В 1842 году корабль, на котором плыл Вениаминов, попал в жестокий шторм и довольно продолжительное время — несколько дней — не мог войти в Кадьякскую гавань. Как моряки не пытались лавировать в море, то отправляя парусник под ветер «во всех рифы», то, наоборот, убирая паруса, ничего не получалось. После сороковой попытки моряков одолеть ветер страдавший морской болезнью Вениаминов наконец взмолился, глядя на остров Еловый: «Если ты, отец Герман, угодил Господу, то пусть переменится ветр». Не прошло и четверти часа, как ветер утих, шторм прекратился и измученная команда наконец ввела корабль в гавань. Такова оказалась помощь святого Германа по молитвам святого Иннокентия.
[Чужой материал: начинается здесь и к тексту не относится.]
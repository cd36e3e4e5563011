//! Error types for the Ceph orchestrator
//!
//! Provides structured error types for all orchestrator components including
//! the state store, leader election, OSD provisioning, and KMS adapters.

use std::time::Duration;
use thiserror::Error;

/// Unified error type for the orchestrator
#[derive(Error, Debug)]
pub enum Error {
    // =========================================================================
    // Internal Errors
    // =========================================================================
    #[error("Internal error: {0}")]
    Internal(String),

    #[error("Configuration error: {0}")]
    Configuration(String),

    #[error("Validation error: {0}")]
    Validation(String),

    // =========================================================================
    // State Store Errors
    // =========================================================================
    /// The backing KV/API is unreachable or returned a transport-level error.
    #[error("State store error: {0}")]
    Store(String),

    /// A compare-and-swap lost the race; the caller must re-plan from the
    /// latest observed index.
    #[error("Compare failed on key {key}: expected index {expected}")]
    CompareFailed { key: String, expected: u64 },

    /// The backing store garbage-collected the watch index; the watcher must
    /// refresh with a plain get.
    #[error("Watch index reset on key {key}")]
    IndexReset { key: String },

    #[error("Key not found: {0}")]
    KeyNotFound(String),

    // =========================================================================
    // Kubernetes Errors
    // =========================================================================
    #[error("Kubernetes API error: {0}")]
    Kube(#[from] kube::Error),

    #[error("Resource not found: {kind}/{name}")]
    ResourceNotFound { kind: String, name: String },

    // =========================================================================
    // Leadership Errors
    // =========================================================================
    #[error("Not the leader for cluster {cluster}")]
    NotLeader { cluster: String },

    #[error("Lease renewal failed for {name}: {reason}")]
    LeaseRenewal { name: String, reason: String },

    // =========================================================================
    // Inventory / Device Errors
    // =========================================================================
    #[error("Hardware discovery failed: {0}")]
    HardwareDiscovery(String),

    #[error("Device unavailable: {device} ({reason})")]
    DeviceUnavailable { device: String, reason: String },

    #[error("Device not found: {device}")]
    DeviceNotFound { device: String },

    // =========================================================================
    // OSD Provisioning Errors
    // =========================================================================
    #[error("OSD provisioning failed on {node}: {reason}")]
    Provisioning { node: String, reason: String },

    #[error("Partition scheme conflict for osd.{osd_id}: {reason}")]
    SchemeConflict { osd_id: i32, reason: String },

    #[error("OSD {osd_id} is not safe to destroy")]
    UnsafeToDestroy { osd_id: i32 },

    #[error("OSD {osd_id} is still up, it must be marked down before removal")]
    OsdStillUp { osd_id: i32 },

    // =========================================================================
    // Child Process Errors
    // =========================================================================
    #[error("Command {command} failed with status {status}: {stderr}")]
    CommandFailed {
        command: String,
        status: i32,
        stderr: String,
    },

    #[error("Mon command {command} failed: {reason}")]
    MonCommand { command: String, reason: String },

    // =========================================================================
    // KMS Errors
    // =========================================================================
    #[error("KMS error ({provider}): {reason}")]
    Kms { provider: String, reason: String },

    #[error("KMS connection detail {detail} is missing for provider {provider}")]
    KmsMissingDetail { provider: String, detail: String },

    // =========================================================================
    // Peer Mapping Errors
    // =========================================================================
    #[error("Malformed peer token: {0}")]
    PeerToken(String),

    // =========================================================================
    // Agent Orchestration Errors
    // =========================================================================
    #[error("Agent fan-out incomplete: {succeeded}/{required} nodes succeeded")]
    AgentsIncomplete { succeeded: usize, required: usize },

    #[error("Timed out waiting for agent completion after {0:?}")]
    AgentWaitTimeout(Duration),

    // =========================================================================
    // Cancellation
    // =========================================================================
    #[error("Operation cancelled")]
    Cancelled,

    // =========================================================================
    // Parse / IO Errors
    // =========================================================================
    #[error("JSON parse error: {0}")]
    JsonParse(#[from] serde_json::Error),

    #[error("HTTP error: {0}")]
    Http(#[from] reqwest::Error),

    #[error("IO error: {0}")]
    Io(#[from] std::io::Error),
}

/// Action to take on error during reconciliation
#[derive(Debug, Clone, Copy, PartialEq, Eq)]
pub enum ErrorAction {
    /// Requeue with exponential backoff
    RequeueWithBackoff,
    /// Requeue after specific duration
    RequeueAfter(Duration),
    /// Don't requeue, wait for changes
    NoRequeue,
}

impl Error {
    /// Determine what action to take for this error
    pub fn action(&self) -> ErrorAction {
        match self {
            // Transient errors - retry with backoff
            Error::Store(_) | Error::Kube(_) | Error::Http(_) | Error::IndexReset { .. } => {
                ErrorAction::RequeueWithBackoff
            }

            // Someone else won the race - re-plan on the next pass
            Error::CompareFailed { .. } | Error::NotLeader { .. } => {
                ErrorAction::RequeueAfter(Duration::from_secs(5))
            }

            // Semi-transient: the operator may force, or wait for data migration
            Error::UnsafeToDestroy { .. } | Error::OsdStillUp { .. } => {
                ErrorAction::RequeueAfter(Duration::from_secs(60))
            }

            // The device set will not change until inventory changes
            Error::DeviceUnavailable { .. } => ErrorAction::NoRequeue,

            // Configuration/validation errors - don't retry automatically
            Error::Configuration(_)
            | Error::Validation(_)
            | Error::PeerToken(_)
            | Error::KmsMissingDetail { .. } => ErrorAction::NoRequeue,

            // All other errors - retry with backoff
            _ => ErrorAction::RequeueWithBackoff,
        }
    }

    /// Check if this error is retryable
    pub fn is_retryable(&self) -> bool {
        !matches!(self.action(), ErrorAction::NoRequeue)
    }

    /// Check if this error is transient
    pub fn is_transient(&self) -> bool {
        matches!(
            self,
            Error::Store(_) | Error::Kube(_) | Error::Http(_) | Error::IndexReset { .. }
        )
    }
}

/// Result type alias for the orchestrator
pub type Result<T> = std::result::Result<T, Error>;
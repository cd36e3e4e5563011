//! Cluster Runtime Info
//!
//! The derived per-cluster handle: FSID, monitor endpoints, admin
//! credentials, namespace, and a cancellable context. Never persisted;
//! rebuilt at startup from declared state and secrets.

use crate::error::{Error, Result};
use std::path::PathBuf;
use tokio_util::sync::CancellationToken;

/// Runtime handle for one storage cluster.
#[derive(Debug, Clone)]
pub struct ClusterInfo {
    /// Immutable cluster identifier.
    pub fsid: String,
    /// Cluster name, also the CLI `--cluster` argument.
    pub name: String,
    /// Owning namespace in the control plane.
    pub namespace: String,
    /// Monitor endpoints, e.g. `v2:10.0.0.1:3300`.
    pub mon_endpoints: Vec<String>,
    /// Path to the rendered cluster config file.
    pub conf_path: PathBuf,
    /// Path to the admin keyring.
    pub keyring_path: PathBuf,
    /// Cancelled when the cluster is torn down or leadership is lost.
    pub cancel: CancellationToken,
}

impl ClusterInfo {
    pub fn new(
        fsid: impl Into<String>,
        name: impl Into<String>,
        namespace: impl Into<String>,
    ) -> Self {
        let name = name.into();
        let conf_path = PathBuf::from(format!("/etc/ceph/{name}.conf"));
        Self {
            fsid: fsid.into(),
            namespace: namespace.into(),
            mon_endpoints: Vec::new(),
            keyring_path: conf_path.with_extension("keyring"),
            conf_path,
            name,
            cancel: CancellationToken::new(),
        }
    }

    /// Mon host string for config files and CLI sessions.
    pub fn mon_host(&self) -> String {
        self.mon_endpoints.join(",")
    }

    /// Arguments identifying this cluster on every CLI invocation.
    pub fn cli_args(&self) -> Vec<String> {
        vec![
            format!("--cluster={}", self.name),
            format!("--conf={}", self.conf_path.display()),
            format!("--keyring={}", self.keyring_path.display()),
        ]
    }

    /// A registered cluster must know who and where it is before any
    /// daemon-facing operation runs.
    pub fn validate(&self) -> Result<()> {
        if self.fsid.is_empty() {
            return Err(Error::Validation("cluster fsid is empty".into()));
        }
        if self.name.is_empty() {
            return Err(Error::Validation("cluster name is empty".into()));
        }
        if self.mon_endpoints.is_empty() {
            return Err(Error::Validation(format!(
                "cluster {} has no monitor endpoints",
                self.name
            )));
        }
        Ok(())
    }
}

#[cfg(test)]
mod tests {
    use super::*;

    #[test]
    fn test_validation() {
        let mut info = ClusterInfo::new("9f52f713", "ceph", "rook-ceph");
        assert!(info.validate().is_err());

        info.mon_endpoints = vec!["v2:10.0.0.1:3300".into(), "v2:10.0.0.2:3300".into()];
        assert!(info.validate().is_ok());
        assert_eq!(info.mon_host(), "v2:10.0.0.1:3300,v2:10.0.0.2:3300");
    }

    #[test]
    fn test_cli_args_identify_cluster() {
        let info = ClusterInfo::new("9f52f713", "ceph", "rook-ceph");
        let args = info.cli_args();
        assert!(args.contains(&"--cluster=ceph".to_string()));
        assert!(args.iter().any(|a| a.starts_with("--conf=")));
    }
}
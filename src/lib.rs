//! Ceph Orchestrator Core
//!
//! A Kubernetes-native orchestrator managing the lifecycle of a Ceph storage
//! cluster: hardware inventory, leader-elected orchestration over a shared
//! state store, OSD provisioning and removal, encryption key management, and
//! pool mirroring plumbing.
//!
//! # Architecture
//!
//! ```text
//! ┌────────────────────────────────────────────────────────────────────┐
//! │                         Orchestrator (leader)                      │
//! │  ┌──────────────┐  ┌──────────────────┐  ┌──────────────────────┐  │
//! │  │   Refresh    │  │   Agent Trigger  │  │   Peer Pool Mapper   │  │
//! │  │   Coalescer  │  │   / Completion   │  │   (mirroring)        │  │
//! │  └──────┬───────┘  └────────┬─────────┘  └──────────────────────┘  │
//! │         └───────────────────┤                                      │
//! │                   ┌─────────┴──────────┐                           │
//! │                   │  Orchestration     │                           │
//! │                   │  State Store (KV)  │                           │
//! │                   └─────────┬──────────┘                           │
//! ├─────────────────────────────┼──────────────────────────────────────┤
//! │                     Per-node agents                                │
//! │  ┌──────────────┐  ┌────────┴─────────┐  ┌──────────────────────┐  │
//! │  │  Inventory   │  │  OSD Provision   │  │   OSD Removal /      │  │
//! │  │  Probe       │  │  Engine          │  │   Replacement        │  │
//! │  └──────────────┘  └──────────────────┘  └──────────────────────┘  │
//! └────────────────────────────────────────────────────────────────────┘
//! ```
//!
//! # Modules
//!
//! - [`orchestration`]: state store, lease/leader election, event bus,
//!   refresh coalescing, agent triggering
//! - [`inventory`]: node hardware discovery
//! - [`osd`]: OSD provisioning, configuration, and removal
//! - [`kms`]: key management adapters and LUKS key rotation
//! - [`peermap`]: mirror peer pool ID mapping
//! - [`crd`]: declarative custom resources
//! - [`ceph`]: mon command client
//! - [`webhook`]: validating admission endpoint
//! - [`error`]: error types and requeue classification

pub mod ceph;
pub mod crd;
pub mod error;
pub mod exec;
pub mod inventory;
pub mod kms;
pub mod orchestration;
pub mod osd;
pub mod peermap;
pub mod webhook;

// Re-export commonly used types
pub use ceph::{ClusterInfo, MonClient};
pub use crd::{
    CephBlockPool, CephBlockPoolSpec, CephBlockPoolStatus, CephStorageCluster,
    CephStorageClusterSpec, CephStorageClusterStatus, ClusterCondition, ConditionType,
};
pub use error::{Error, ErrorAction, Result};
pub use exec::{CommandExecutor, Executor};
pub use inventory::{DeviceDescriptor, InventoryProbe, NodeConfig, ProbeConfig};
pub use kms::{new_kms, Kms, KmsConfig};
pub use orchestration::{
    ClusterMember, EventBus, KvStore, MemberConfig, MemoryKvStore, OrchestrationStatus,
    RefreshCoalescer,
};
pub use osd::{OsdAgent, OsdAgentConfig, OsdRemover, RemovalOptions, StorageSelection};
pub use peermap::{decode_peer_token, PeerIdMappings, PeerPoolMapper};

/// Library version
pub const VERSION: &str = env!("CARGO_PKG_VERSION");

/// Library name
pub const NAME: &str = env!("CARGO_PKG_NAME");
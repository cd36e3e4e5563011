//! Cluster Member
//!
//! A process-local state machine wrapping the lease manager. Each election
//! pass either renews a held lease or attempts acquisition, writes a
//! heartbeat, and fires leadership callbacks on transition. Callbacks run on
//! the electing task: no two `on_leadership_acquired` calls occur without an
//! intervening `on_leadership_lost`.

use crate::error::Result;
use crate::orchestration::lease::{Lease, LeaseManager};
use crate::orchestration::store::{hardware_detection_key, heartbeat_key, KvStore};
use async_trait::async_trait;
use std::sync::Arc;
use std::time::Duration;
use tokio_util::sync::CancellationToken;
use tracing::{debug, info, warn};

// =============================================================================
// Leader Callbacks
// =============================================================================

/// Callbacks raised by the member on leadership and membership change.
#[async_trait]
pub trait Leader: Send + Sync {
    /// The lease (and cluster) name this leader competes for.
    fn lease_name(&self) -> String;

    /// Invoked when this member becomes the leader. Side effects: start
    /// event watchers, trigger a full refresh.
    async fn on_leadership_acquired(&self) -> Result<()>;

    /// Invoked when leadership is lost or cannot be confirmed. Side effects:
    /// cancel watchers, close event channels.
    async fn on_leadership_lost(&self) -> Result<()>;

    /// Invoked when a new node's heartbeat is first observed.
    async fn on_node_discovered(&self, node_id: &str) -> Result<()>;
}

// =============================================================================
// Configuration
// =============================================================================

#[derive(Debug, Clone)]
pub struct MemberConfig {
    /// TTL requested on lease acquisition and renewal.
    pub lease_ttl: Duration,
    /// Interval between election passes.
    pub election_interval: Duration,
    /// TTL on the per-node heartbeat key. Long: freshness is derived from
    /// remaining TTL, never from timestamps, since clocks may be skewed.
    pub heartbeat_ttl: Duration,
    /// Orchestrator version published in the lease value.
    pub version: u32,
}

impl Default for MemberConfig {
    fn default() -> Self {
        Self {
            lease_ttl: Duration::from_secs(15),
            election_interval: Duration::from_secs(5),
            heartbeat_ttl: Duration::from_secs(3600),
            version: 1,
        }
    }
}

// =============================================================================
// Cluster Member
// =============================================================================

/// Per-process election participant for one cluster.
pub struct ClusterMember {
    machine_id: String,
    store: Arc<dyn KvStore>,
    lease_manager: LeaseManager,
    leader: Arc<dyn Leader>,
    config: MemberConfig,
    held: tokio::sync::Mutex<Option<Lease>>,
    cancel: CancellationToken,
}

impl ClusterMember {
    pub fn new(
        machine_id: &str,
        store: Arc<dyn KvStore>,
        leader: Arc<dyn Leader>,
        config: MemberConfig,
    ) -> Self {
        Self {
            machine_id: machine_id.to_string(),
            lease_manager: LeaseManager::new(store.clone()),
            store,
            leader,
            config,
            held: tokio::sync::Mutex::new(None),
            cancel: CancellationToken::new(),
        }
    }

    /// Token cancelled when the member shuts down; leadership-scoped workers
    /// derive their contexts from it.
    pub fn cancellation_token(&self) -> CancellationToken {
        self.cancel.clone()
    }

    pub async fn is_leader(&self) -> bool {
        self.held.lock().await.is_some()
    }

    /// Write the member's own heartbeat and observe hardware-detection
    /// trigger keys. Performed on every election pass.
    pub async fn initialize(&self) -> Result<()> {
        self.write_heartbeat().await;
        Ok(())
    }

    /// One election pass.
    ///
    /// Any store error during the pass is interpreted conservatively: the
    /// member must assume leadership is lost, clear leader-only state, and
    /// retry on the next tick.
    pub async fn elect_leader(&self) -> Result<()> {
        let lease_name = self.leader.lease_name();
        let mut held = self.held.lock().await;

        let was_leader = held.is_some();

        // Renew a held lease first; a successful renewal keeps leadership
        // without touching the acquisition path.
        if let Some(lease) = held.as_mut() {
            match lease.renew(self.config.lease_ttl).await {
                Ok(()) => {
                    debug!(
                        "renewed lease {} at index {}",
                        lease_name,
                        lease.modified_index()
                    );
                    self.write_heartbeat().await;
                    self.observe_hardware_detection(&lease_name).await;
                    return Ok(());
                }
                Err(e) => {
                    warn!("failed to renew lease {}: {}", lease_name, e);
                    *held = None;
                    self.leader.on_leadership_lost().await?;
                    return Ok(());
                }
            }
        }

        // Not currently holding: look at the lease, then try to take it.
        let outcome: Result<Option<Lease>> = async {
            match self.lease_manager.get_lease(&lease_name).await? {
                Some(holder) if holder.machine_id() != self.machine_id => Ok(None),
                _ => {
                    self.lease_manager
                        .acquire_lease(
                            &lease_name,
                            &self.machine_id,
                            self.config.version,
                            self.config.lease_ttl,
                        )
                        .await
                }
            }
        }
        .await;

        match outcome {
            Ok(Some(lease)) => {
                info!("{} is now the leader for {}", self.machine_id, lease_name);
                *held = Some(lease);
                self.leader.on_leadership_acquired().await?;
            }
            Ok(None) => {
                if was_leader {
                    *held = None;
                    self.leader.on_leadership_lost().await?;
                }
            }
            Err(e) => {
                // Conservative: an election-step store error means we cannot
                // prove leadership.
                warn!("election pass failed for {}: {}", lease_name, e);
                if was_leader {
                    *held = None;
                }
                self.leader.on_leadership_lost().await?;
            }
        }

        self.write_heartbeat().await;
        self.observe_hardware_detection(&lease_name).await;
        Ok(())
    }

    /// Election loop: one pass per interval until cancelled.
    pub async fn refresh_leader(&self) {
        loop {
            if let Err(e) = self.elect_leader().await {
                warn!("election pass error: {}", e);
            }

            tokio::select! {
                _ = self.cancel.cancelled() => {
                    debug!("member loop cancelled");
                    return;
                }
                _ = tokio::time::sleep(self.config.election_interval) => {}
            }
        }
    }

    /// Release a held lease and stop the loop.
    pub async fn shutdown(&self) -> Result<()> {
        self.cancel.cancel();
        let mut held = self.held.lock().await;
        if let Some(lease) = held.take() {
            lease.release().await?;
            self.leader.on_leadership_lost().await?;
        }
        Ok(())
    }

    /// Heartbeat write errors are logged and swallowed; the next tick
    /// retries.
    async fn write_heartbeat(&self) {
        let key = heartbeat_key(&self.leader.lease_name(), &self.machine_id);
        if let Err(e) = self
            .store
            .put_with_ttl(&key, "alive", self.config.heartbeat_ttl)
            .await
        {
            warn!("failed to write heartbeat: {}", e);
        }
    }

    /// External actors force rediscovery by setting a trigger key; the
    /// observer deletes it after processing.
    async fn observe_hardware_detection(&self, cluster: &str) {
        let key = hardware_detection_key(cluster, &self.machine_id);
        match self.store.get(&key).await {
            Ok(Some(_)) => {
                info!("hardware detection triggered for {}", self.machine_id);
                if let Err(e) = self.leader.on_node_discovered(&self.machine_id).await {
                    warn!("hardware detection callback failed: {}", e);
                }
                if let Err(e) = self.store.delete(&key).await {
                    warn!("failed to clear hardware detection trigger: {}", e);
                }
            }
            Ok(None) => {}
            Err(e) => debug!("hardware detection check failed: {}", e),
        }
    }
}

#[cfg(test)]
mod tests {
    use super::*;
    use crate::orchestration::store::MemoryKvStore;
    use parking_lot::Mutex;

    #[derive(Default)]
    struct RecordingLeader {
        transitions: Mutex<Vec<&'static str>>,
        discovered: Mutex<Vec<String>>,
    }

    #[async_trait]
    impl Leader for RecordingLeader {
        fn lease_name(&self) -> String {
            "ceph".to_string()
        }

        async fn on_leadership_acquired(&self) -> Result<()> {
            self.transitions.lock().push("acquired");
            Ok(())
        }

        async fn on_leadership_lost(&self) -> Result<()> {
            self.transitions.lock().push("lost");
            Ok(())
        }

        async fn on_node_discovered(&self, node_id: &str) -> Result<()> {
            self.discovered.lock().push(node_id.to_string());
            Ok(())
        }
    }

    fn member_for(
        machine_id: &str,
        store: Arc<MemoryKvStore>,
    ) -> (Arc<RecordingLeader>, ClusterMember) {
        let leader = Arc::new(RecordingLeader::default());
        let config = MemberConfig {
            lease_ttl: Duration::from_millis(50),
            election_interval: Duration::from_millis(10),
            ..Default::default()
        };
        let member = ClusterMember::new(machine_id, store, leader.clone(), config);
        (leader, member)
    }

    #[tokio::test]
    async fn test_first_election_acquires() {
        let store = MemoryKvStore::new();
        let (leader, member) = member_for("A", store);

        member.elect_leader().await.unwrap();
        assert!(member.is_leader().await);
        assert_eq!(*leader.transitions.lock(), vec!["acquired"]);
    }

    #[tokio::test]
    async fn test_lease_contention() {
        let store = MemoryKvStore::new();
        let (leader_a, a) = member_for("A", store.clone());
        let (leader_b, b) = member_for("B", store.clone());

        // A acquires first; B's create fails and B stays NotLeader.
        a.elect_leader().await.unwrap();
        b.elect_leader().await.unwrap();

        assert!(a.is_leader().await);
        assert!(!b.is_leader().await);
        assert_eq!(*leader_a.transitions.lock(), vec!["acquired"]);
        assert!(leader_b.transitions.lock().is_empty());

        // A's lease expires without renewal; B's next election acquires it.
        tokio::time::sleep(Duration::from_millis(80)).await;
        b.elect_leader().await.unwrap();
        assert!(b.is_leader().await);
        assert_eq!(*leader_b.transitions.lock(), vec!["acquired"]);
    }

    #[tokio::test]
    async fn test_renewal_keeps_leadership() {
        let store = MemoryKvStore::new();
        let (leader, member) = member_for("A", store);

        member.elect_leader().await.unwrap();
        member.elect_leader().await.unwrap();
        member.elect_leader().await.unwrap();

        assert!(member.is_leader().await);
        // One transition only; renewals do not re-fire the callback.
        assert_eq!(*leader.transitions.lock(), vec!["acquired"]);
    }

    #[tokio::test]
    async fn test_no_double_acquire_without_lost() {
        let store = MemoryKvStore::new();
        let (leader, member) = member_for("A", store.clone());

        member.elect_leader().await.unwrap();

        // Another member steals the lease out from under A.
        let mgr = LeaseManager::new(store.clone());
        let held = mgr.get_lease("ceph").await.unwrap().unwrap();
        mgr.steal_lease(
            "ceph",
            "B",
            1,
            Duration::from_secs(15),
            held.modified_index(),
        )
        .await
        .unwrap()
        .unwrap();

        // A's renewal fails, leadership lost.
        member.elect_leader().await.unwrap();
        assert!(!member.is_leader().await);

        // B releases; A re-acquires on a later pass.
        store
            .delete(&crate::orchestration::store::lease_key("ceph"))
            .await
            .unwrap();
        member.elect_leader().await.unwrap();

        assert_eq!(*leader.transitions.lock(), vec!["acquired", "lost", "acquired"]);
    }

    #[tokio::test]
    async fn test_heartbeat_written_each_pass() {
        let store = MemoryKvStore::new();
        let (_, member) = member_for("A", store.clone());

        member.elect_leader().await.unwrap();
        let hb = store
            .get(&heartbeat_key("ceph", "A"))
            .await
            .unwrap()
            .unwrap();
        assert_eq!(hb.value, "alive");
    }

    #[tokio::test]
    async fn test_hardware_detection_trigger_cleared() {
        let store = MemoryKvStore::new();
        let (leader, member) = member_for("A", store.clone());

        let key = hardware_detection_key("ceph", "A");
        store.put(&key, "1").await.unwrap();

        member.elect_leader().await.unwrap();

        assert_eq!(*leader.discovered.lock(), vec!["A".to_string()]);
        assert!(store.get(&key).await.unwrap().is_none());
    }
}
— Так на все оседлости наши в Америке один священник, иеромонах Афанасий, на Кадьяке, — завершил Крюков свой рассказ и пригладил бороду. — От Кадьяка до Уналашки каждый день не наплаваешься. Ежели кто помрет — и отпеть некому… Ох-хо… Вот если бы кто из священства приехал к нам на Уналашку, да остался бы!

— Кто ж поедет на край света по доброй воле? Отцы-то все с семьями. Вот хоть меня возьми — матушка Екатерина недавно родила, сынок Кеша в люльке лежит, мама моя Фекла Саввишна с нами живет, да брат младший Стефан из Анги приехал. Как они-то?

— И то верно, — вздыхал Крюков и опять принимался за свое: — А какие, батюшка, алеуты терпеливые!..

Так и беседовали они месяц за месяцем — Крюков рассказывал о тяжелой, но нескучной жизни в неведомом краю, о красоте Лисьих островов, об отзывчивости алеутов к слову Божию, а отец Иоанн россказням внимал, да глух оставался, никакие убеждения его не трогали.

«Да и в самом деле, мог ли я или был ли мне какой расчет, судя по-человечески, — признавался Вениаминов, — ехать бог знает куда, когда я был в одном из лучших приходов в городе, в почете и даже любви у своих прихожан, в виду и на счету у своего начальства, имел уже собственный свой дом, получал доходу более, чем тот оклад, который назначался в Уналашке?» По-человечески — оно, конечно, так — да вышло совсем не так.

Как раз в это время епископ Михаил (Бурдуков) распорядился опросить священников епархии и узнать: не желает ли кто из них ехать служить на Уналашку. Кто откажется — спросить о причинах.